Accompanying publication to the exhibition: Don Van Vliet "Ralf Love Don" 2021, Michael Werner Kunsthandel Cologne.
Press and reports:
Press release
At the suggestion of A.R. Penck, Don Van Vliet (1941-2010) is appearing at Galerie Michael
Werner. The east German artist wants at long last to meet the originator of the legendary 1969
double LP Trout Mask Replica and encounters a US painter who conducts his brush with the same
disciplined groove as he did his band. The Californian embodies the refined instinctive mindset
that A.R. Penck considers the contemporary shape of genius. In the world of music, Van Vliet
aka Captain Beefheart took that traditional North American path that combines Blues and
avantgarde Rock. His path to painting, by contrast, reflects Nordic Modernism in Europe. The
“Van” in his name as a painter is something he borrows from the one in van Gogh’s name. What
he admires is the latter’s artistic stance: Like van Gogh, Van Vliet is a self-taught painter and has
thus avoided getting caught up in the tug of the mainstream. His school friend Frank Zappa was
in fact offered a scholarship for the applied arts while still a child as his sculptures and drawings
of animals were so convincing.
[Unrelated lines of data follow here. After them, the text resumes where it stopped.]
//! In-process event bus backed by a `tokio::sync::broadcast` channel.
//!
//! [`EventBus`] is the publish/subscribe hub for [`JobEvent`]s. The
//! orchestrator publishes every lifecycle transition here; the UI layer,
//! job handles, and the [`EventLog`](crate::log::EventLog) subscribe.

use chrono::Utc;
use rustplay_core::{JobFailure, JobId, JobStatus, Output, Target, Timestamp};
use serde::{Deserialize, Serialize};
use tokio::sync::broadcast;

// ---------------------------------------------------------------------------
// JobEvent
// ---------------------------------------------------------------------------

/// What a finished job produced: output, or the reason there is none.
#[derive(Debug, Clone, PartialEq, Serialize, Deserialize)]
#[serde(tag = "outcome", rename_all = "snake_case")]
pub enum JobOutcome {
    Output(Output),
    Error(JobFailure),
}

/// A lifecycle transition published by the orchestrator.
#[derive(Debug, Clone, PartialEq, Serialize, Deserialize)]
#[serde(tag = "event", rename_all = "snake_case")]
pub enum JobEvent {
    /// A job was created and its backend call issued.
    JobStarted {
        id: JobId,
        target: Target,
        at: Timestamp,
    },

    /// A job reached `Succeeded` or `Failed`.
    JobFinished {
        id: JobId,
        status: JobStatus,
        outcome: JobOutcome,
        at: Timestamp,
    },

    /// A pending job was cancelled, explicitly or by a newer submission.
    JobCancelled { id: JobId, at: Timestamp },
}

impl JobEvent {
    pub fn started(id: JobId, target: Target) -> Self {
        JobEvent::JobStarted {
            id,
            target,
            at: Utc::now(),
        }
    }

    pub fn finished(id: JobId, status: JobStatus, outcome: JobOutcome) -> Self {
        JobEvent::JobFinished {
            id,
            status,
            outcome,
            at: Utc::now(),
        }
    }

    pub fn cancelled(id: JobId) -> Self {
        JobEvent::JobCancelled { id, at: Utc::now() }
    }

    /// Id of the job this event is about.
    pub fn job_id(&self) -> JobId {
        match self {
            JobEvent::JobStarted { id, .. }
            | JobEvent::JobFinished { id, .. }
            | JobEvent::JobCancelled { id, .. } => *id,
        }
    }

    /// Dot-separated event name, e.g. `"job.finished"`.
    pub fn name(&self) -> &'static str {
        match self {
            JobEvent::JobStarted { .. } => "job.started",
            JobEvent::JobFinished { .. } => "job.finished",
            JobEvent::JobCancelled { .. } => "job.cancelled",
        }
    }

    /// True once nothing further will be published for this job.
    pub fn is_terminal(&self) -> bool {
        !matches!(self, JobEvent::JobStarted { .. })
    }
}

// ---------------------------------------------------------------------------
// EventBus
// ---------------------------------------------------------------------------

/// Default buffer capacity for the broadcast channel.
pub const DEFAULT_CAPACITY: usize = 256;

/// In-process fan-out event bus.
///
/// Wraps a [`broadcast::Sender`] so that any number of subscribers can
/// independently receive every published [`JobEvent`].
///
/// # Usage
///
/// ```rust
/// use rustplay_core::{JobId, Target};
/// use rustplay_events::bus::{EventBus, JobEvent};
///
/// let bus = EventBus::default();
/// let mut rx = bus.subscribe();
///
/// bus.publish(JobEvent::started(JobId::new(), Target::Run));
/// ```
#[derive(Clone)]
pub struct EventBus {
    sender: broadcast::Sender<JobEvent>,
}

impl EventBus {
    /// Create a bus with a specific channel capacity.
    ///
    /// When the buffer is full, the oldest un-consumed messages are dropped
    /// and slow receivers will observe a `RecvError::Lagged`. A capacity of
    /// zero is raised to one.
    pub fn new(capacity: usize) -> Self {
        let (sender, _) = broadcast::channel(capacity.max(1));
        Self { sender }
    }

    /// Publish an event to all current subscribers.
    ///
    /// If there are no active subscribers the event is silently dropped.
    pub fn publish(&self, event: JobEvent) {
        tracing::trace!(event = event.name(), job_id = %event.job_id(), "Publishing job event");
        // Ignore the SendError; it only means there are zero receivers.
        let _ = self.sender.send(event);
    }

    /// Subscribe to all events published on this bus.
    pub fn subscribe(&self) -> broadcast::Receiver<JobEvent> {
        self.sender.subscribe()
    }
}

impl Default for EventBus {
    fn default() -> Self {
        Self::new(DEFAULT_CAPACITY)
    }
}

// ---------------------------------------------------------------------------
// Tests
// ---------------------------------------------------------------------------

#[cfg(test)]
mod tests {
    use rustplay_core::FailureKind;

    use super::*;

    #[tokio::test]
    async fn publish_and_receive_single_subscriber() {
        let bus = EventBus::default();
        let mut rx = bus.subscribe();
        let id = JobId::new();

        bus.publish(JobEvent::started(id, Target::Asm));

        let received = rx.recv().await.expect("should receive the event");
        assert_eq!(received.job_id(), id);
        assert_eq!(received.name(), "job.started");
        assert!(!received.is_terminal());
    }

    #[tokio::test]
    async fn multiple_subscribers_receive_same_event() {
        let bus = EventBus::default();
        let mut rx1 = bus.subscribe();
        let mut rx2 = bus.subscribe();
        let id = JobId::new();

        bus.publish(JobEvent::cancelled(id));

        let e1 = rx1.recv().await.expect("subscriber 1 should receive");
        let e2 = rx2.recv().await.expect("subscriber 2 should receive");

        assert_eq!(e1.job_id(), id);
        assert_eq!(e2.job_id(), id);
        assert!(e1.is_terminal());
    }

    #[test]
    fn publish_with_no_subscribers_does_not_panic() {
        let bus = EventBus::default();
        // No subscribers: this must not panic.
        bus.publish(JobEvent::cancelled(JobId::new()));
    }

    #[tokio::test]
    async fn zero_capacity_is_raised_to_one() {
        let bus = EventBus::new(0);
        let mut rx = bus.subscribe();
        let id = JobId::new();

        bus.publish(JobEvent::cancelled(id));

        let received = rx.recv().await.expect("should receive the event");
        assert_eq!(received.job_id(), id);
    }

    #[test]
    fn finished_event_serializes_with_tags() {
        let event = JobEvent::finished(
            JobId::new(),
            JobStatus::Failed,
            JobOutcome::Error(JobFailure::new(FailureKind::Timeout, "too slow")),
        );
        let json = serde_json::to_value(&event).unwrap();
        assert_eq!(json["event"], "job_finished");
        assert_eq!(json["status"], "failed");
        assert_eq!(json["outcome"]["outcome"], "error");
        assert_eq!(json["outcome"]["kind"], "timeout");
    }
}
Initially, painting was simply something that accompanied Van
Vliet on his music career. In-between tours and rehearsals he picked up as brush, and even has
gone so far as to produce portraits of his band members while on stage whenever he has stopped
acting as leader of the band. His took his decision to dedicate himself exclusively to music in the
mid-1980s at the time when he first met A.R. Penck and the other artists at Galerie Werner. Van
Vliet, who grew up in the Mojave Desert, and lives with his wife Janet in the solitude of North
California’s Humboldt Bay, has dared to create something new. Because in the USA painting has
otherwise been a phenomenon of urbanity and gets explored and structured in the blaring streets
of art-hub New York. Van Vliet, by contrast, reactivates the creative power of the desert, in
whose silent surroundings humans encounter not only coyotes, crows, rattlesnakes, and the wind,
but also themselves. There, existence is expressed in the groove of our ur-language: “…liddle
wijouh widdlewilüü badidlidl widuhwwuhh…”. Van Vliet is a fluent past master in this ur-
language – and it is mirrored in his painting. A.R. Penck considers the sensitivity to this to be
“very American, very Western, and very modern”. The Californian’s paintings show how the
freedom afforded by the US right to bear arms extends to the right to put brush and paint to
canvas.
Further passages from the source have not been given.